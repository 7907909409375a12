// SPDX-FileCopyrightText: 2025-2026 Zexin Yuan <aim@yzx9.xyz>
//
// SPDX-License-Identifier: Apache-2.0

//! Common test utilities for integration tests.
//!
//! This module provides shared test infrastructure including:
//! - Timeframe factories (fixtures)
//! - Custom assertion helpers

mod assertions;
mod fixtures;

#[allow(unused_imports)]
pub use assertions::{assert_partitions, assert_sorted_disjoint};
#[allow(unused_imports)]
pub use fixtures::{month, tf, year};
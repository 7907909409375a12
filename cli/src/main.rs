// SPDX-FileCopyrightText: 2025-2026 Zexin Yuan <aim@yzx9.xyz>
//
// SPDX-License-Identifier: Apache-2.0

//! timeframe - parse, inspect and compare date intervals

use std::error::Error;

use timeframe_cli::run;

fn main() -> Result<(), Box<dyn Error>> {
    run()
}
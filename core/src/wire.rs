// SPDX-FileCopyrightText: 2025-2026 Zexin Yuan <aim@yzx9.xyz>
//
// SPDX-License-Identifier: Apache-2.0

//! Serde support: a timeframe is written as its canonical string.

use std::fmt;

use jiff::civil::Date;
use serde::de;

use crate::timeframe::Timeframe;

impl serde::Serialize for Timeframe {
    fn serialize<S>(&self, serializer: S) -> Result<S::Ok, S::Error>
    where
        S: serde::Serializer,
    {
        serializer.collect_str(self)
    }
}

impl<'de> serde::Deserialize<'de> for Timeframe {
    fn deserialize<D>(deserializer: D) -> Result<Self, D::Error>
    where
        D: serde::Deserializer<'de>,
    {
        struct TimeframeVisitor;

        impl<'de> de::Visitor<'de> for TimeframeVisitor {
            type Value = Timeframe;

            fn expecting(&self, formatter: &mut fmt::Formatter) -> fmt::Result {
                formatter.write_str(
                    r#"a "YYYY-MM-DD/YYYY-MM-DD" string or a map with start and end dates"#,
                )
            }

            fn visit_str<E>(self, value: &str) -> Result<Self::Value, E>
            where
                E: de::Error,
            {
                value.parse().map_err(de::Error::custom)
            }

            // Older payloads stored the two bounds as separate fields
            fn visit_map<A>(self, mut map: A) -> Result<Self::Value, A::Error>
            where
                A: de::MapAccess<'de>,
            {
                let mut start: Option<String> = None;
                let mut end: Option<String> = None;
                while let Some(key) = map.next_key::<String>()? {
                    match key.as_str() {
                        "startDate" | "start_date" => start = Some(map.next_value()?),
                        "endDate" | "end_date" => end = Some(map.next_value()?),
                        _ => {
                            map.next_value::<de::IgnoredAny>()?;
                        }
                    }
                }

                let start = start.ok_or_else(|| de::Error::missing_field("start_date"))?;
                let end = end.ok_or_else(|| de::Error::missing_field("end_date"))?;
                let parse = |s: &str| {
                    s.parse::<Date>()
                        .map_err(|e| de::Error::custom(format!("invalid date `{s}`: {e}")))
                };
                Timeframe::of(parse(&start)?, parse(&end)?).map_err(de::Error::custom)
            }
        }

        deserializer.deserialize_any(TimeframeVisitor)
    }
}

• • • • • • •

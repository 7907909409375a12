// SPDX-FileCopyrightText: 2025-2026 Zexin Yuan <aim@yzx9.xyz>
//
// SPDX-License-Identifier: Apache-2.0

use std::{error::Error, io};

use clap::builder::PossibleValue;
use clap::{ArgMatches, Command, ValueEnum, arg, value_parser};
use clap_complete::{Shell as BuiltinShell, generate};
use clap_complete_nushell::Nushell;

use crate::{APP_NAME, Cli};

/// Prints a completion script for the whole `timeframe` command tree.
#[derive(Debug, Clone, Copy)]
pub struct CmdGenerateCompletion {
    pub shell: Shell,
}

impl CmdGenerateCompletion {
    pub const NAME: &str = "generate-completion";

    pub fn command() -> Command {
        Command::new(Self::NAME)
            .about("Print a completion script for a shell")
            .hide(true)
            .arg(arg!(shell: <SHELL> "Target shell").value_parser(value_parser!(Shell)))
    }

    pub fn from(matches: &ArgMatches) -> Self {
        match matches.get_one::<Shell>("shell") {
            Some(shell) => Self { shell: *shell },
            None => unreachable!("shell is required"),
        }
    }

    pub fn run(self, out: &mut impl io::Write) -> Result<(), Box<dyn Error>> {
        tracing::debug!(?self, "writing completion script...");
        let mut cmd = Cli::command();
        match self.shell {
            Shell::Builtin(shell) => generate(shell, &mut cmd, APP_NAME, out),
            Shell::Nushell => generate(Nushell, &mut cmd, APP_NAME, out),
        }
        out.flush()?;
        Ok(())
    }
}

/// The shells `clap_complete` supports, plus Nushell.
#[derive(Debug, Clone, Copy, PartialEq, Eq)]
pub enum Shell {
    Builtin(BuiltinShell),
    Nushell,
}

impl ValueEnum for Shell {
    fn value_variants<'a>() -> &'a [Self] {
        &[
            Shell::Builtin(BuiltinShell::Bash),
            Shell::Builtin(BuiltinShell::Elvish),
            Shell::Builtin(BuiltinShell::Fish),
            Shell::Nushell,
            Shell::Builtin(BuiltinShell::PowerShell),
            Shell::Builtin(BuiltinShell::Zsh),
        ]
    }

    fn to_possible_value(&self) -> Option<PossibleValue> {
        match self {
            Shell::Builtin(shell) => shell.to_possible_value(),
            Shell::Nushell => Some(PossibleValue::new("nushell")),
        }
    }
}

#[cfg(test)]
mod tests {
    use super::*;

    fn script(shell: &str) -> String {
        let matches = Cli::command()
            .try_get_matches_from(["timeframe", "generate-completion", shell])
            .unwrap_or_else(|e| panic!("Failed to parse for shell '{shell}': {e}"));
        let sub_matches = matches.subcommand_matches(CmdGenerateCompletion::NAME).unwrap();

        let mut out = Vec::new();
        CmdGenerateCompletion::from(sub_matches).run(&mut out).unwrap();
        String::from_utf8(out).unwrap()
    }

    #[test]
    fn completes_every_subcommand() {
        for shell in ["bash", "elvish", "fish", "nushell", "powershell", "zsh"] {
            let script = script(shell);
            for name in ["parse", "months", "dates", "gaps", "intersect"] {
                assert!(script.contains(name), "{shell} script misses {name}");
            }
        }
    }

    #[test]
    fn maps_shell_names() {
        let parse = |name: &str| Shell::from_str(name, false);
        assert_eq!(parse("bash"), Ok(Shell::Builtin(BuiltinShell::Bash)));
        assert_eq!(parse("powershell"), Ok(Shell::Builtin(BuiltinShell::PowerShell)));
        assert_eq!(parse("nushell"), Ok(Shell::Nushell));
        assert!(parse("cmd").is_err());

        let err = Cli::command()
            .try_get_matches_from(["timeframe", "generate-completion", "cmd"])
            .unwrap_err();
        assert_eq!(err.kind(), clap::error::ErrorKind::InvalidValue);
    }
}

• • • • • • •

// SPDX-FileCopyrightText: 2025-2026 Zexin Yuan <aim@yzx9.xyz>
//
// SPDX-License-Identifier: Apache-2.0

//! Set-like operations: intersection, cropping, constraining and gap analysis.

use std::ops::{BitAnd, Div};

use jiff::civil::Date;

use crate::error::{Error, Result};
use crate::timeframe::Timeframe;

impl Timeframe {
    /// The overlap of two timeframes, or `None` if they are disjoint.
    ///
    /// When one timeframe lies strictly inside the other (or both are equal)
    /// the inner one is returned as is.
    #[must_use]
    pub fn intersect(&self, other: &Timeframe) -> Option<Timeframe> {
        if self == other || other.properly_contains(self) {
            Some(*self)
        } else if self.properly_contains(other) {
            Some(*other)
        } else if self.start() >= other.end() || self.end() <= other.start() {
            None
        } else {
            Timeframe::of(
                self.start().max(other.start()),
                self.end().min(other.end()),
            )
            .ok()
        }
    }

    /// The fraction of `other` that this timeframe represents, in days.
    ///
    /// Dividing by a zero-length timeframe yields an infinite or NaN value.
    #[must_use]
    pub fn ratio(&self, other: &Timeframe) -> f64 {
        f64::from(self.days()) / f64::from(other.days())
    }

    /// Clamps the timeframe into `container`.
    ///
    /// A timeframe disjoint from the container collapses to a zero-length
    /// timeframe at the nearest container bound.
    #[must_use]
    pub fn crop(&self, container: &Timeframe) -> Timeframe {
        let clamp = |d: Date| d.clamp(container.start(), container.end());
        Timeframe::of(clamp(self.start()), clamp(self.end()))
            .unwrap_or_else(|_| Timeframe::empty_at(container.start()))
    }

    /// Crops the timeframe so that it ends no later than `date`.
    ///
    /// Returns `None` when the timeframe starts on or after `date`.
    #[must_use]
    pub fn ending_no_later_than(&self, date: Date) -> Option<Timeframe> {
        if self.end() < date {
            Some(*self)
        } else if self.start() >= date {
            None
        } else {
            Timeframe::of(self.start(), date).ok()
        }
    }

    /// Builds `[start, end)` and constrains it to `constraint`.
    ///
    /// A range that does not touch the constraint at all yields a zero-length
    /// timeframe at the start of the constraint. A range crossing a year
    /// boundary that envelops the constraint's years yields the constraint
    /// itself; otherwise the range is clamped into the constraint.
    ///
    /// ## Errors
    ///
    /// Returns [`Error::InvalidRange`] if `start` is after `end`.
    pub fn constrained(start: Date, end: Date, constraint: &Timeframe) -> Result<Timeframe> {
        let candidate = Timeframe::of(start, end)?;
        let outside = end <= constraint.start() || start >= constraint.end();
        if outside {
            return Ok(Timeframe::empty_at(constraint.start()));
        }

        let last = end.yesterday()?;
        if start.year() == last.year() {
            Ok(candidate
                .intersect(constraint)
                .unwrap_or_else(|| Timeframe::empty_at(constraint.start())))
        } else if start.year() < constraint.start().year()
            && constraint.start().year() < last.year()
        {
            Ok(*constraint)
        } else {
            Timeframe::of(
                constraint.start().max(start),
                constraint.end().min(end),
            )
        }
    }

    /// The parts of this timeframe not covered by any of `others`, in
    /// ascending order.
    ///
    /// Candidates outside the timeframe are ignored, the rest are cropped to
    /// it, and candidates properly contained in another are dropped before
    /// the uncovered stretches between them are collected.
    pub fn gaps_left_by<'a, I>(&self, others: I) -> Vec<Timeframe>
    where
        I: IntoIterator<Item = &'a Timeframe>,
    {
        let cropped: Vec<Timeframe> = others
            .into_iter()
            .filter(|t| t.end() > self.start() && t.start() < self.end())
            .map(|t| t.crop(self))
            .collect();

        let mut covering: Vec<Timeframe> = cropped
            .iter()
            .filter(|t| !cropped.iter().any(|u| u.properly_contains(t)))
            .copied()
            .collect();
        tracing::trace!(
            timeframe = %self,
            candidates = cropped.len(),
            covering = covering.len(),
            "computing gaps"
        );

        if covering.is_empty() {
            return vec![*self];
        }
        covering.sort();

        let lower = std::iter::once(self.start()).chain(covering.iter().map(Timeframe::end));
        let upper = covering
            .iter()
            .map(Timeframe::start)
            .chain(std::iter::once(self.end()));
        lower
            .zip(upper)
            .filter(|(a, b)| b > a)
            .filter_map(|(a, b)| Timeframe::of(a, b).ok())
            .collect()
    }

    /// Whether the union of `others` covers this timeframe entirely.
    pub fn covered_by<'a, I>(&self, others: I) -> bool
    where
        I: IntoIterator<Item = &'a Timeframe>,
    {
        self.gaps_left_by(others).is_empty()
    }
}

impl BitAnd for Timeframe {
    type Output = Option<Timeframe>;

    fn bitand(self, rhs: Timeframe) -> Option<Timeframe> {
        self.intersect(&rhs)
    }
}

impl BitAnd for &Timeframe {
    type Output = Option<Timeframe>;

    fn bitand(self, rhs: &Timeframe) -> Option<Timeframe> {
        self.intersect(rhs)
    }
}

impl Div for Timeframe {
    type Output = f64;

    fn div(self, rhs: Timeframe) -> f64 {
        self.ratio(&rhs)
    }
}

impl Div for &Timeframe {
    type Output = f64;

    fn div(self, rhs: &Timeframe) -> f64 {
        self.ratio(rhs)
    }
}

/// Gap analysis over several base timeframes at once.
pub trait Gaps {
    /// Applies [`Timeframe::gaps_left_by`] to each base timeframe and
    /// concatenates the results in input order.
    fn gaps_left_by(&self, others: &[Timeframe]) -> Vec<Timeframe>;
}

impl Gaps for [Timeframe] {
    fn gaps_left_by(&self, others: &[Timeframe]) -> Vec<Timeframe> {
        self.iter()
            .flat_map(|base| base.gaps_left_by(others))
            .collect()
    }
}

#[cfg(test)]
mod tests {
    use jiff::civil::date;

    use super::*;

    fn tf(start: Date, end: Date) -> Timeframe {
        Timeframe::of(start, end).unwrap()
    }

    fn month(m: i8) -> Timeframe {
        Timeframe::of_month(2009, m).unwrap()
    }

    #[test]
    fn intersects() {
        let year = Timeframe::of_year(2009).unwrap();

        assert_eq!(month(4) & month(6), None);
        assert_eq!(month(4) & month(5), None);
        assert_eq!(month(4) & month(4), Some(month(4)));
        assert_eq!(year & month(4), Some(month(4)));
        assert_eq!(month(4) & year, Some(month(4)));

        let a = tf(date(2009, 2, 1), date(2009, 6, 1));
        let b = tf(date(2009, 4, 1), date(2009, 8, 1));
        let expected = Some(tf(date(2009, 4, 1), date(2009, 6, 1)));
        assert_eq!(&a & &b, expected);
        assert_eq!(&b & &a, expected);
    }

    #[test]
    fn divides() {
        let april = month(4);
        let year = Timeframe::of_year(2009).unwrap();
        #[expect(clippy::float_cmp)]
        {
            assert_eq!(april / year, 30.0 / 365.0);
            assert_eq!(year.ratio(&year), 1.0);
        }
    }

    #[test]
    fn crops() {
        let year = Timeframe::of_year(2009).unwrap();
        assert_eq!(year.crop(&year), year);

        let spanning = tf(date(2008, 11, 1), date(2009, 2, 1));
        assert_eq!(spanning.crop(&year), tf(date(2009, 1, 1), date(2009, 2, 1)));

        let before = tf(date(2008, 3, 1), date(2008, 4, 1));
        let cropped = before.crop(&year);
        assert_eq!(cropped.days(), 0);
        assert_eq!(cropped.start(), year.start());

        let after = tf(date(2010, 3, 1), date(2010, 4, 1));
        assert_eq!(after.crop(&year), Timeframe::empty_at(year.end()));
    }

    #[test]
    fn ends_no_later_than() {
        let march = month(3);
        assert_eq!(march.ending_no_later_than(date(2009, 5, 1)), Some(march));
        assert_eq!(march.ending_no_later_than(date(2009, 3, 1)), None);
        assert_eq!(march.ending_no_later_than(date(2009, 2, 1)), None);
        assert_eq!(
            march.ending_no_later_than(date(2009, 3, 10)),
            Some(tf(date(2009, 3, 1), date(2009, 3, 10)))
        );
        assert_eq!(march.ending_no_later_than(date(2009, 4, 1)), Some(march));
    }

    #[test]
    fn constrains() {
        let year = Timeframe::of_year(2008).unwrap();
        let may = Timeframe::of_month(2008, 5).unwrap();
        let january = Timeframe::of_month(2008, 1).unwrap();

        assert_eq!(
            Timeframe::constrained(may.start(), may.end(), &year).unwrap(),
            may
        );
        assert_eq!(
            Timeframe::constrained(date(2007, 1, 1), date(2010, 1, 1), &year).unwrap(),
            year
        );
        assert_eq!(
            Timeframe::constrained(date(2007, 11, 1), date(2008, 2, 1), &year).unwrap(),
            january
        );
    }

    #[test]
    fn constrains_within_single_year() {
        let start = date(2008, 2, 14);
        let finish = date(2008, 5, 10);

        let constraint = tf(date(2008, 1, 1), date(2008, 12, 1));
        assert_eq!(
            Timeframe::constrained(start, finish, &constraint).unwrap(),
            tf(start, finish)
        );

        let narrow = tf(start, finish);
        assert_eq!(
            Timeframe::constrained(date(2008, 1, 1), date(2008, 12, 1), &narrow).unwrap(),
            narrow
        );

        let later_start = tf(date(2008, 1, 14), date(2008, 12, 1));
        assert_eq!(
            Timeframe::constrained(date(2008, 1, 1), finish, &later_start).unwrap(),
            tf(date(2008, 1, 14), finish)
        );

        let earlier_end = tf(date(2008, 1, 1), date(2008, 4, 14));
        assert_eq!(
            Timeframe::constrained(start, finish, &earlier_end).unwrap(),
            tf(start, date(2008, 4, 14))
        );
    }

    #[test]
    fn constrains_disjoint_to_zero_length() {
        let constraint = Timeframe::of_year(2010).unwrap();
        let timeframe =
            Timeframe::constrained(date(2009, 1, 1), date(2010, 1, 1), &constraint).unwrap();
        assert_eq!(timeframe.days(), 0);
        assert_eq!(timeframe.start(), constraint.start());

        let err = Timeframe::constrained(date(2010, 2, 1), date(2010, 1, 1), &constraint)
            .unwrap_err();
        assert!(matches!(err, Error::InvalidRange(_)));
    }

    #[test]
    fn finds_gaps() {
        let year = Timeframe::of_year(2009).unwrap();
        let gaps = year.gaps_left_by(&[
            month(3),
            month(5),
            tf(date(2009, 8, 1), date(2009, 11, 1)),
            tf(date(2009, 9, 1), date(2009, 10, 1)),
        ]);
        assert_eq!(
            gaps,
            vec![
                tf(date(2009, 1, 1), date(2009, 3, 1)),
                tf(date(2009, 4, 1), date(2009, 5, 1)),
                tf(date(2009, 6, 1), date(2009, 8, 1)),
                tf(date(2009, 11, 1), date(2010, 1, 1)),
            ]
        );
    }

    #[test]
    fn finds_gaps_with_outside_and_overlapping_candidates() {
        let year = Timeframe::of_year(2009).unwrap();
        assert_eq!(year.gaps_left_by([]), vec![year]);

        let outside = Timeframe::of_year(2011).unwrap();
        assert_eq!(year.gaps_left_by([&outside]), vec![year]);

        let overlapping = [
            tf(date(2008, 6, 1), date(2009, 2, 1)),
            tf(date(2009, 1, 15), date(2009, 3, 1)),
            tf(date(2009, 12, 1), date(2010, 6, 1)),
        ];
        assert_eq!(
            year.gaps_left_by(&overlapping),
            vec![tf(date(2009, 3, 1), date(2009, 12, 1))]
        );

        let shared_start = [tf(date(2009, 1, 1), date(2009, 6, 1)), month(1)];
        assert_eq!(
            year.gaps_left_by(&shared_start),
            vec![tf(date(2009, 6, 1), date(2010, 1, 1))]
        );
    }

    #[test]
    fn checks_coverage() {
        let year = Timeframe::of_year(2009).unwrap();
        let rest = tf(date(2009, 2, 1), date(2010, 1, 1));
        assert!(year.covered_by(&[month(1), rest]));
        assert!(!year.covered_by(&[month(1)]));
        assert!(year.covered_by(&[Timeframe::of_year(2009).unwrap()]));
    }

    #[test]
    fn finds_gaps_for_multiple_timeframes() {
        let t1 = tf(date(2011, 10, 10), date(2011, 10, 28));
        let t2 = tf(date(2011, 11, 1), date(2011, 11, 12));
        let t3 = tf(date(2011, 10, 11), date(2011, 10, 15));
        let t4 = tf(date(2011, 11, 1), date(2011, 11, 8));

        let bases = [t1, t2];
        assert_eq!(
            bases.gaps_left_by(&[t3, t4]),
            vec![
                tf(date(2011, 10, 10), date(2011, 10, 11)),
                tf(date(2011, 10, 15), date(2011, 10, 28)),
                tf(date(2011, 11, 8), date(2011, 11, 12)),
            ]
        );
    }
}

• • • • • • •

PROBLEM DESCRIPTION:
Out of the material above, select every line that holds the string "ArgMatches".

TASK ANSWER:
use clap::{ArgMatches, Command, ValueEnum, arg, value_parser};
    pub fn from(matches: &ArgMatches) -> Self {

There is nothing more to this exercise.